Sequence analysis of yeast and human protein N-termini suggests that evolution or differences in substrate N-terminal sequences may account for only a minor part of the observed evolutionary shift in alpha-N-acetylation [13]; protein N-acetylation in archaea, yeast, fruit fly and human occurs on ∼ 15%, 60%, 70% and 80% of all (soluble) proteins, respectively [2,4,38]. It was only recently demonstrated that the level of alpha-N-acetylation in archaea [2,39–41] more closely resembles that of eukaryotes as opposed to bacteria, although the overall numbers of acetylated proteins are fewer and archaeal protein N-termini are typically partially acetylated. It is interesting to note that in the archaeal Sulfolobus solfataricus genome only one NAT-encoding gene was identified. The resulting protein was confirmed to display NAT-activity and based on its 37% sequence identity with hNaa10p, was named ssArd1 (ssNaa10p). Surprisingly, besides the broader specificity profile compared with the typical NatA-type specificity [i.e. ssArd1 also acetylates (Met)-Ser- and (Met)-Ala-], this protein additionally demonstrated NAT activity towards Met–Glu- and Met–Leu-starting N-termini [41], leading to the hypothesis that this NAT might well represent an ancestral NAT with a broader substrate-specificity profile. Interestingly, independent of its other composite NatA partners, hNaa10p was recently shown to display a specificity profile that diverged from that of endogenous hNatA because it also displayed a prominent acetylating activity towards Glu- as well as Met–Glu- starting N-termini, which was postulated to represent a NatA-independent, post-translational hNaa10p activity [17].

The regulation of substrate specificity and NAT stability via complex formation [6,7,9,17,42], post-translational modifications of NATs [28,43], the existence of various splice variants and NAT paralogues [44–46] potentially contribute to the increased complexity of alpha-N-acetylation observed in higher eukaryotes and require further molecular characterization. In this respect, in silico analysis combined with in vitro peptide and in vivo protein acetylation analyses, led to the identification a novel NAT specific for higher eukaryotes, and displaying a unique specificity profile [13]. When expressed in yeast, this NAT increased the overall fraction of alpha-N-acetylated yeast proteins by 10%, as such increasing the general acetylation levels towards those of higher eukaryotes.

Protein N-acetylation studies point to alternative translation initiation (TIS)

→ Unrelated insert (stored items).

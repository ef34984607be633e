//! Request-target and URL handling
//!
//! Only the parts of a URL an HTTP/1.x engine needs are modelled: scheme,
//! authority (`host[:port]`), path and raw query. Paths and queries are kept
//! in their escaped wire form.

use super::{Error, Method, Result};
use std::fmt;

/// A parsed absolute or origin-form URL
#[derive(Debug, Clone, PartialEq, Eq, Default)]
pub struct Url {
    /// Lower-cased scheme, empty for origin-form targets
    pub scheme: String,
    /// `host[:port]`; an IPv6 zone appears unescaped (`[fe80::1%en0]`)
    pub host: String,
    /// Escaped path, `*` for the asterisk form
    pub path: String,
    /// Query without the leading `?`
    pub raw_query: String,
}

impl Url {
    /// Parse an absolute URL. Input without `://` that does not start with
    /// `/` is taken to be `http://` + input.
    pub fn parse(input: &str) -> Result<Url> {
        if input.is_empty() {
            return Err(Error::InvalidUrl("empty url".to_string()));
        }
        if input.bytes().any(|b| b < 0x21 || b == 0x7f) {
            return Err(Error::InvalidUrl(format!("invalid character in {:?}", input)));
        }
        let input = input.split('#').next().unwrap_or("");
        if input.starts_with('/') {
            return Ok(origin_form(input));
        }

        let (scheme, rest) = match input.find("://") {
            Some(idx) => {
                let scheme = &input[..idx];
                if !valid_scheme(scheme) {
                    return Err(Error::InvalidUrl(format!("invalid scheme in {:?}", input)));
                }
                (scheme.to_ascii_lowercase(), &input[idx + 3..])
            }
            None => ("http".to_string(), input),
        };

        let end = rest.find(['/', '?']).unwrap_or(rest.len());
        let (authority, tail) = rest.split_at(end);
        let host = parse_authority(authority)?;
        let tail = origin_form(tail);

        Ok(Url {
            scheme,
            host,
            path: tail.path,
            raw_query: tail.raw_query,
        })
    }

    /// Path and query as sent on the request line
    pub fn request_uri(&self) -> String {
        let mut uri = if self.path.is_empty() {
            "/".to_string()
        } else {
            self.path.clone()
        };
        if !self.raw_query.is_empty() {
            uri.push('?');
            uri.push_str(&self.raw_query);
        }
        uri
    }

    /// Host without the port
    pub fn hostname(&self) -> &str {
        strip_host_port(&self.host)
    }

    /// Port part of the authority, if any
    pub fn port(&self) -> Option<&str> {
        let (_, port) = split_host_port(&self.host);
        port
    }

    pub fn is_absolute(&self) -> bool {
        !self.scheme.is_empty()
    }
}

impl fmt::Display for Url {
    fn fmt(&self, f: &mut fmt::Formatter<'_>) -> fmt::Result {
        if !self.scheme.is_empty() {
            write!(f, "{}://{}", self.scheme, self.host)?;
        }
        if self.path == "*" {
            return write!(f, "*");
        }
        write!(f, "{}", self.request_uri())
    }
}

/// Resolve the request-target of a request line.
///
/// Handles the four RFC 7230 forms: origin (`/p?q`), absolute
/// (`http://h/p`), authority (`h:443`, CONNECT only) and asterisk (`*`).
pub fn parse_request_target(method: &Method, target: &str) -> Result<Url> {
    if target == "*" {
        return Ok(Url {
            path: "*".to_string(),
            ..Url::default()
        });
    }
    if *method == Method::Connect && !target.starts_with('/') {
        let mut url = Url::parse(&format!("http://{}", target))?;
        url.scheme.clear();
        return Ok(url);
    }
    if target.starts_with('/') {
        if target.bytes().any(|b| b < 0x21 || b == 0x7f) {
            return Err(Error::InvalidUrl(format!("invalid character in {:?}", target)));
        }
        return Ok(origin_form(target));
    }
    if !target.contains("://") {
        return Err(Error::InvalidUrl(format!("invalid request target {:?}", target)));
    }
    Url::parse(target)
}

fn origin_form(target: &str) -> Url {
    let target = target.split('#').next().unwrap_or("");
    let (path, query) = target.split_once('?').unwrap_or((target, ""));
    Url {
        path: path.to_string(),
        raw_query: query.to_string(),
        ..Url::default()
    }
}

fn valid_scheme(scheme: &str) -> bool {
    let mut bytes = scheme.bytes();
    match bytes.next() {
        Some(b) if b.is_ascii_alphabetic() => {}
        _ => return false,
    }
    bytes.all(|b| b.is_ascii_alphanumeric() || b == b'+' || b == b'-' || b == b'.')
}

/// Normalize `[userinfo@]host[:port]` into `host[:port]`.
fn parse_authority(authority: &str) -> Result<String> {
    let hostport = match authority.rfind('@') {
        Some(idx) => &authority[idx + 1..],
        None => authority,
    };

    let (host, port) = if hostport.starts_with('[') {
        let close = hostport
            .find(']')
            .ok_or_else(|| Error::InvalidUrl(format!("missing ']' in host {:?}", hostport)))?;
        let after = &hostport[close + 1..];
        let port = match after.strip_prefix(':') {
            Some(port) => Some(port),
            None if after.is_empty() => None,
            None => {
                return Err(Error::InvalidUrl(format!("invalid port {:?} after host", after)))
            }
        };
        (unescape_zone(&hostport[..=close])?, port)
    } else {
        match hostport.rsplit_once(':') {
            Some((host, port)) => (host.to_string(), Some(port)),
            None => (hostport.to_string(), None),
        }
    };

    match port {
        // "host:" is the same authority as "host"
        Some("") | None => Ok(host),
        Some(port) if port.bytes().all(|b| b.is_ascii_digit()) => Ok(format!("{}:{}", host, port)),
        Some(port) => Err(Error::InvalidUrl(format!("invalid port {:?}", port))),
    }
}

/// `[fe80::1%25en0]` becomes `[fe80::1%en0]`
fn unescape_zone(bracketed: &str) -> Result<String> {
    let Some(pct) = bracketed.find('%') else {
        return Ok(bracketed.to_string());
    };
    let zone = &bracketed[pct..];
    let zone = zone
        .strip_prefix("%25")
        .map(|z| format!("%{}", z))
        .unwrap_or_else(|| zone.to_string());
    let decoded = urlencoding::decode(&zone[1..])
        .map_err(|_| Error::InvalidUrl(format!("invalid zone in {:?}", bracketed)))?;
    Ok(format!("{}%{}", &bracketed[..pct], decoded))
}

/// Whether `host` only holds bytes allowed in a Host header
pub fn valid_host_header(host: &str) -> bool {
    host.bytes().all(|b| {
        b.is_ascii_alphanumeric() || b"!$%&'()*+,-.:;=[]_~".contains(&b)
    })
}

/// Drop an IPv6 zone identifier: `[fe80::1%en0]:80` becomes `[fe80::1]:80`.
pub fn remove_zone(host: &str) -> String {
    if !host.starts_with('[') {
        return host.to_string();
    }
    let Some(close) = host.rfind(']') else {
        return host.to_string();
    };
    match host[..close].rfind('%') {
        Some(pct) => format!("{}{}", &host[..pct], &host[close..]),
        None => host.to_string(),
    }
}

fn split_host_port(hostport: &str) -> (&str, Option<&str>) {
    if hostport.starts_with('[') {
        if let Some(close) = hostport.rfind(']') {
            let port = hostport[close + 1..].strip_prefix(':');
            return (&hostport[..=close], port);
        }
        return (hostport, None);
    }
    match hostport.rsplit_once(':') {
        Some((host, port)) if !host.contains(':') => (host, Some(port)),
        _ => (hostport, None),
    }
}

/// `host:port` without the port; brackets of an IPv6 literal are kept
pub fn strip_host_port(hostport: &str) -> &str {
    split_host_port(hostport).0
}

Alternative splicing and alternative promoter usage are major contributors to the increase in protein diversity in higher eukaryotes [47,48]. Synthesis of various protein isoforms might be fine-tuned and controlled at the nucleotide sequence by secondary RNA structure constraints proximate to the translation start codon and by the regulation/occurrence of trans-acting factors [49]. Both allow for a context-dependent, leaky mechanism of mRNA scanning [50], internal entry of the ribosome or ribosomal shunting [51] as opposed to the more general linear scanning mechanism of translation initiation making use of the 5′ 7-methylguanosine, or m7G, RNA cap-recruited 40S ribosomal subunits to scan and allow for the initiation of translation at the first encountered AUG codon [52]. However, the occurrence and usage of alternative AUG and non-AUG start codons within a single transcript and their contribution to proteome diversity have been neglected. An accumulating body of evidence on mRNA transcript information clearly demonstrates the possible generation of protein isoforms differing at their N-terminus [53]. These may both be N-terminally extended or truncated through the use of alternative translation initiation sites (aTIS) in the 5′-UTR or by downstream inframe start codons, respectively. Using comparative genomics, it was recently demonstrated that both types of aTIS are conserved in eukaryotic genomes [54–56], further highlighting their possible functional significance. As a consequence, the usage of aTISs might give different functionalities to their resulting protein products, including distinct localization patterns [57] and protein interaction potential among others, as demonstrated for a few tens of proteins [58–63].

Figure 1 shows the identification of the conserved database-annotated (with and without initiator methionine processing) and aTIS1 identified in the human Mps one binder kinase activator-like 3 or MOBL3 protein and its Drosophila orthologue, Mps one binder kinase activator-like 4 (MOB4). Alternative splicing may give rise to the identified conserved aTIS2, because for both species the coding sequence resides in exon 2. Alpha-N-acetylation on all identified MOBL3/4 protein variants, in addition to the presence of optimal KOZAK (in case of human proteins being gccRccAUGG with R=G or C and capitals indicative of the major determining nucleotides) and Cavener (KOZAK-like motif in insects, including Drosophila melanogaster, being cAAaAUG [64,65]) sequence motifs surrounding the annotated as well as the downstream AUG start codons, point to species-conserved occurrence of alternative translation. Nonetheless, in the human UniProtKB/Swiss-Prot release version 2011_03, this protein product was marked to be the result of erroneous translation initiation (EMBL-CDS: AAP97221.1). Remarkably, the partial degree of alpha-N-acetylation of both database-annotated protein N-termini (Fig. 1B) (15.3% for the V2M-starting human N-terminus and 29.8% for the M1K-starting Drosophila N-terminus) and the absolute distance between the aTISs, a factor known to contribute to the regulation of aTIS selection [54], are also conserved. Because the extreme N-terminus harbours a putative signal peptide and the protein is known to reside at the membrane of Golgi cisternae, it is tempting to speculate that the loss of a few N-terminal residues and/or the presence or absence of the initiator methionine and alpha-N-acetylation might impinge an altered stability and/or localization to the resulting isoforms.

Figure 1.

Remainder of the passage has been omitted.